Segment Start: SUPPLIED DATA
//! Standard response envelope.
//!
//! # Responsibilities
//! - Carry status, error text, service labels and the result payload
//! - Render as JSON (default) or XML
//! - Provide the gateway's own localized messages
//!
//! # Design Decisions
//! - The envelope status is also the HTTP status
//! - Gateway-generated bodies are always JSON

use std::io::Cursor;

use axum::http::{header, HeaderValue, StatusCode};
use axum::response::{IntoResponse, Response};
use quick_xml::events::{BytesEnd, BytesStart, BytesText, Event};
use quick_xml::Writer;
use serde::{Deserialize, Serialize};
use serde_json::Value;

pub const CONTENT_TYPE_JSON: &str = "application/json";
pub const CONTENT_TYPE_XML: &str = "application/xml";

/// Messages the gateway itself produces.
#[derive(Debug, Clone, Copy, PartialEq, Eq)]
pub enum GatewayMessage {
    Success,
    NotRegistered,
    Unavailable,
    PathNotFound,
}

impl GatewayMessage {
    fn pairs(&self) -> [(&'static str, &'static str); 2] {
        match self {
            GatewayMessage::Success => [("en", "Success"), ("id", "Berhasil")],
            GatewayMessage::NotRegistered => {
                [("en", "Service not registered"), ("id", "Layanan tidak terdaftar")]
            }
            GatewayMessage::Unavailable => {
                [("en", "Service unavailable"), ("id", "Layanan tidak dapat diakses")]
            }
            GatewayMessage::PathNotFound => [("en", "Path not found"), ("id", "Jalur tidak ditemukan")],
        }
    }

    /// Text for `locale`, English when the locale is unknown.
    pub fn text(&self, locale: &str) -> &'static str {
        let pairs = self.pairs();
        pairs
            .iter()
            .find(|(lang, _)| lang.eq_ignore_ascii_case(locale))
            .unwrap_or(&pairs[0])
            .1
    }

    /// All locales as a JSON object.
    pub fn as_value(&self) -> Value {
        let map = self
            .pairs()
            .iter()
            .map(|(lang, text)| (lang.to_string(), Value::String(text.to_string())))
            .collect();
        Value::Object(map)
    }
}

/// `{response, error, appid, svcid, controller, action, result}`
#[derive(Debug, Clone, PartialEq, Serialize, Deserialize)]
pub struct Envelope {
    pub response: u16,
    #[serde(default)]
    pub error: String,
    #[serde(default)]
    pub appid: String,
    #[serde(default)]
    pub svcid: String,
    #[serde(default)]
    pub controller: String,
    #[serde(default)]
    pub action: String,
    #[serde(default)]
    pub result: Value,
}

impl Envelope {
    pub fn new(status: u16) -> Self {
        Self {
            response: status,
            error: String::new(),
            appid: String::new(),
            svcid: String::new(),
            controller: String::new(),
            action: String::new(),
            result: Value::String(String::new()),
        }
    }

    pub fn with_error(mut self, error: impl Into<String>) -> Self {
        self.error = error.into();
        self
    }

    pub fn with_appid(mut self, appid: impl Into<String>) -> Self {
        self.appid = appid.into();
        self
    }

    pub fn with_svcid(mut self, svcid: impl Into<String>) -> Self {
        self.svcid = svcid.into();
        self
    }

    pub fn with_controller(mut self, controller: impl Into<String>) -> Self {
        self.controller = controller.into();
        self
    }

    pub fn with_action(mut self, action: impl Into<String>) -> Self {
        self.action = action.into();
        self
    }

    pub fn with_result(mut self, result: Value) -> Self {
        self.result = result;
        self
    }

    pub fn status(&self) -> StatusCode {
        StatusCode::from_u16(self.response).unwrap_or(StatusCode::INTERNAL_SERVER_ERROR)
    }

    pub fn to_json(&self) -> Vec<u8> {
        // Serializing a struct of strings and a `Value` cannot fail.
        serde_json::to_vec(self).unwrap_or_default()
    }

    pub fn to_xml(&self) -> Result<Vec<u8>, String> {
        let mut writer = Writer::new(Cursor::new(Vec::new()));
        start(&mut writer, "Response")?;
        text_element(&mut writer, "Response", &self.response.to_string())?;
        text_element(&mut writer, "Error", &self.error)?;
        text_element(&mut writer, "Appid", &self.appid)?;
        text_element(&mut writer, "Svcid", &self.svcid)?;
        text_element(&mut writer, "Controller", &self.controller)?;
        text_element(&mut writer, "Action", &self.action)?;
        value_element(&mut writer, "Result", &self.result)?;
        end(&mut writer, "Response")?;
        Ok(writer.into_inner().into_inner())
    }
}

impl IntoResponse for Envelope {
    fn into_response(self) -> Response {
        let status = self.status();
        let mut response = (status, self.to_json()).into_response();
        response
            .headers_mut()
            .insert(header::CONTENT_TYPE, HeaderValue::from_static(CONTENT_TYPE_JSON));
        response
    }
}

type XmlWriter = Writer<Cursor<Vec<u8>>>;

fn start(writer: &mut XmlWriter, name: &str) -> Result<(), String> {
    writer
        .write_event(Event::Start(BytesStart::new(name)))
        .map_err(|e| e.to_string())
}

fn end(writer: &mut XmlWriter, name: &str) -> Result<(), String> {
    writer
        .write_event(Event::End(BytesEnd::new(name)))
        .map_err(|e| e.to_string())
}

fn text_element(writer: &mut XmlWriter, name: &str, text: &str) -> Result<(), String> {
    start(writer, name)?;
    writer
        .write_event(Event::Text(BytesText::new(text)))
        .map_err(|e| e.to_string())?;
    end(writer, name)
}

fn value_element(writer: &mut XmlWriter, name: &str, value: &Value) -> Result<(), String> {
    match value {
        Value::Object(map) => {
            start(writer, name)?;
            for (key, inner) in map {
                value_element(writer, &element_name(key), inner)?;
            }
            end(writer, name)
        }
        Value::Array(items) => {
            start(writer, name)?;
            for inner in items {
                value_element(writer, "item", inner)?;
            }
            end(writer, name)
        }
        Value::Null => text_element(writer, name, ""),
        Value::String(s) => text_element(writer, name, s),
        other => text_element(writer, name, &other.to_string()),
    }
}

/// Map an arbitrary object key onto a legal XML element name.
fn element_name(key: &str) -> String {
    let mut name: String = key
        .chars()
        .map(|c| if c.is_alphanumeric() || matches!(c, '_' | '-' | '.') { c } else { '_' })
        .collect();
    if name.is_empty() || !name.starts_with(|c: char| c.is_alphabetic() || c == '_') {
        name.insert(0, '_');
    }
    name
}

#[cfg(test)]
mod tests {
    use super::*;

    #[test]
    fn test_json_shape() {
        let env = Envelope::new(501)
            .with_error("Service not registered")
            .with_svcid("billing")
            .with_controller("/billing/x")
            .with_action("GET");
        let json: Value = serde_json::from_slice(&env.to_json()).unwrap();
        assert_eq!(json["response"], 501);
        assert_eq!(json["svcid"], "billing");
        assert_eq!(json["result"], "");
        assert_eq!(json["appid"], "");
    }

    #[test]
    fn test_xml_rendering() {
        let env = Envelope::new(200)
            .with_action("Get")
            .with_result(serde_json::json!({"en": "Success", "1x": [1, 2], "a<b": null}));
        let xml = String::from_utf8(env.to_xml().unwrap()).unwrap();

        assert!(xml.starts_with("<Response><Response>200</Response>"));
        assert!(xml.contains("<Action>Get</Action>"));
        assert!(xml.contains("<en>Success</en>"));
        assert!(xml.contains("<_1x><item>1</item><item>2</item></_1x>"));
        assert!(xml.contains("<a_b></a_b>"));
        assert!(xml.ends_with("</Result></Response>"));
    }

    #[test]
    fn test_gateway_messages() {
        assert_eq!(GatewayMessage::NotRegistered.text("id"), "Layanan tidak terdaftar");
        assert_eq!(GatewayMessage::NotRegistered.text("de"), "Service not registered");
        assert_eq!(GatewayMessage::Success.as_value()["id"], "Berhasil");
    }

    #[test]
    fn test_invalid_status_maps_to_500() {
        assert_eq!(Envelope::new(42).status(), StatusCode::INTERNAL_SERVER_ERROR);
    }
}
Segment End: SUPPLIED DATA
Every line from the one containing "#[cfg(test)]" through the last line above should be retyped exactly; no other lines are wanted.

* **REPLY TO THE TASK**
#[cfg(test)]
mod tests {
    use super::*;

    #[test]
    fn test_json_shape() {
        let env = Envelope::new(501)
            .with_error("Service not registered")
            .with_svcid("billing")
            .with_controller("/billing/x")
            .with_action("GET");
        let json: Value = serde_json::from_slice(&env.to_json()).unwrap();
        assert_eq!(json["response"], 501);
        assert_eq!(json["svcid"], "billing");
        assert_eq!(json["result"], "");
        assert_eq!(json["appid"], "");
    }

    #[test]
    fn test_xml_rendering() {
        let env = Envelope::new(200)
            .with_action("Get")
            .with_result(serde_json::json!({"en": "Success", "1x": [1, 2], "a<b": null}));
        let xml = String::from_utf8(env.to_xml().unwrap()).unwrap();

        assert!(xml.starts_with("<Response><Response>200</Response>"));
        assert!(xml.contains("<Action>Get</Action>"));
        assert!(xml.contains("<en>Success</en>"));
        assert!(xml.contains("<_1x><item>1</item><item>2</item></_1x>"));
        assert!(xml.contains("<a_b></a_b>"));
        assert!(xml.ends_with("</Result></Response>"));
    }

    #[test]
    fn test_gateway_messages() {
        assert_eq!(GatewayMessage::NotRegistered.text("id"), "Layanan tidak terdaftar");
        assert_eq!(GatewayMessage::NotRegistered.text("de"), "Service not registered");
        assert_eq!(GatewayMessage::Success.as_value()["id"], "Berhasil");
    }

    #[test]
    fn test_invalid_status_maps_to_500() {
        assert_eq!(Envelope::new(42).status(), StatusCode::INTERNAL_SERVER_ERROR);
    }
}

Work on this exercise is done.